I've now spoken to our Research Services office, to a CIHR administration, to a local colleague with lots of CIHR administration expertise,a nd to a distant colleague who made the same mistake for a previous deadline.  All agree that there's no recourse - I'll have to wait until the March 1 2012 deadline.

Well, this gives us plenty of time to generate the new preliminary data that will address the reviewer's request that we use point-mutation mutagenesis to analyze the functions of competence genes.

Science Online London workshop on "Beyond Scholarly Publication"

The blurb for this workshop says:
This workshop will tie together a number of concepts raised at last January’s “Beyond the PDF” conference, looking at how we can move beyond a static PDF journal article and can redefine both our writing tools and the format of the scholarly paper.

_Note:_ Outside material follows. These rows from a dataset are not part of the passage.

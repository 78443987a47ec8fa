use assert_cmd::Command;
use predicates::prelude::*;
use tempfile::TempDir;

use nginx_buildpack::manifest::{BuildpackManifest, Manifest};
use nginx_buildpack::version::{ResolutionError, VersionResolver};

use super::MANIFEST;

fn manifest_dir() -> TempDir {
    let dir = TempDir::new().unwrap();
    std::fs::write(dir.path().join("manifest.yml"), MANIFEST).unwrap();
    dir
}

#[test]
fn test_resolve_from_manifest_file() {
    let dir = manifest_dir();
    let manifest = BuildpackManifest::load(dir.path()).unwrap();
    let available = manifest.all_dependency_versions("nginx");
    let resolver = VersionResolver::new(manifest.version_lines());

    let cases = [("", "1.25.3"), ("mainline", "1.25.3"), ("stable", "1.26.1"), ("1.25.0", "1.25.0"), ("1.25.x", "1.25.3")];
    for (requested, expected) in cases {
        let dep = resolver.resolve("nginx", requested, &available).unwrap();
        assert_eq!(dep.version, expected, "request '{requested}'");
    }

    assert!(resolver.is_stable_line("1.26.1"));
    assert!(!resolver.is_stable_line("1.25.3"));

    let err = resolver.resolve("nginx", "1.99.x", &available).unwrap_err();
    assert!(matches!(err, ResolutionError::NoMatchingVersion { .. }));
}

#[test]
fn test_cli_prints_resolved_version() {
    let dir = manifest_dir();
    Command::cargo_bin("nginx-buildpack")
        .unwrap()
        .args(["resolve", "--version", "mainline", "--manifest"])
        .arg(dir.path().join("manifest.yml"))
        .assert()
        .success()
        .stdout("1.25.3\n");
}

#[test]
fn test_cli_warns_on_stable() {
    let dir = manifest_dir();
    Command::cargo_bin("nginx-buildpack")
        .unwrap()
        .env("NO_COLOR", "1")
        .args(["resolve", "--version", "stable", "--manifest"])
        .arg(dir.path().join("manifest.yml"))
        .assert()
        .success()
        .stdout("1.26.1\n")
        .stderr(predicate::str::contains("stable"));
}

#[test]
fn test_cli_unresolvable_version() {
    let dir = manifest_dir();
    Command::cargo_bin("nginx-buildpack")
        .unwrap()
        .env("NO_COLOR", "1")
        .args(["resolve", "--version", "2.0.0", "--manifest"])
        .arg(dir.path().join("manifest.yml"))
        .assert()
        .failure()
        .code(1)
        .stdout("")
        .stderr(predicate::str::contains("Could not determine version"))
        .stderr(predicate::str::contains("1.26.1"));
}

#[test]
fn test_cli_missing_manifest() {
    let dir = TempDir::new().unwrap();
    Command::cargo_bin("nginx-buildpack")
        .unwrap()
        .args(["resolve", "--manifest"])
        .arg(dir.path().join("manifest.yml"))
        .assert()
        .failure()
        .stderr(predicate::str::contains("manifest.yml"));
}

This workshop will showcase Scholarly HTML and participants will learn to use blogging tools to write content that is interesting, enriched with multimedia, collaborative, and semantically enhanced.
OK, they're giving us a Wordpress blog to work on, or we can work on our own blogs (but they say that maybe some tools won't work in Blogger...)  I'm trying to use the Wordpress version (the 'sandbox) but it's just hanging even though there are only about 75 people in the room.  Blogger has no problem connecting, so maybe it's just this many people trying to access a single blog.

I'm also not clear about what we're supposed to be doing.  Writing content about Spinal Muscular Atrophy, I think.
 
I could write about how I might use SMA as an example in my genetics class.  It's excellent in many ways, because it can be presented simply as an autosomal recessive, but then I can introduce complications that lead to a more complex understanding of the relationships between genotype and phenotype.

Here's an image taken from a website (yes, without permission).  It shows how the amount of SML protein (the  gene product needed for normal phenotype) depends on which alleles a person has, for two genes, SNM1 and SMN2, one of which, SMN2, is poorly expressed and may be duplicated.

Unfortunately the figure is not very clear (I think it must have been prepared for a different context, one with some explanatory text).  The first two genotypes are OK - the healthy individual is shown as having two functional copies of SML1 and of SML2, and the Type I as having two defective copies of SML1 and one defective and one functional copies of SML2.  But  the phenotypes don't make sense.  The amount of SML1 protein in a normal person is shown as 100%, but the amount of SML2 protein is shown as 20%.  100% of what, and 20% of what?  If the SML1 level is 100% of normal SML1 protein, then the SML2 protein level in a normal person should be 100% too.  If we instead think they might mean 100% of total (SML1 + SML2) protein, then the total SML1 protein can't be 100% because there's also a contribution from SML2 (the total would have to be 120%).

It gets more confusing when we look at the Type II individual.  Here the defective allele of SML1 is shown aligned with and thus allelic to a functional copy of SML2.  Well, maybe this genotype arose by a gene conversion event that replaced one SML1 allele with a paralogous SML2 allele...  Indeed, when I looked at a pdf about SMA genetics, written for parents, I found statements that gene conversion is frequent and that many patients have replaced one or both copies of the SML1 gene withSML2.

While I've been writing this the moderator of the session has been showing us how to collect and insert a reference list into a Wordpress blog.  I wasn't paying enough attention to see how he did this - he used a Wordpress plugin, but there was quite a bit of muttering about the site being slow.

Now he's going to show us another plugin.  e-Pub???  The text on the screen is just too small to read - he embiggened it once, but it seems to have shrunk back.  He says ePub is nicer than pdfs, but I've no idea what it does or where to find the plugin.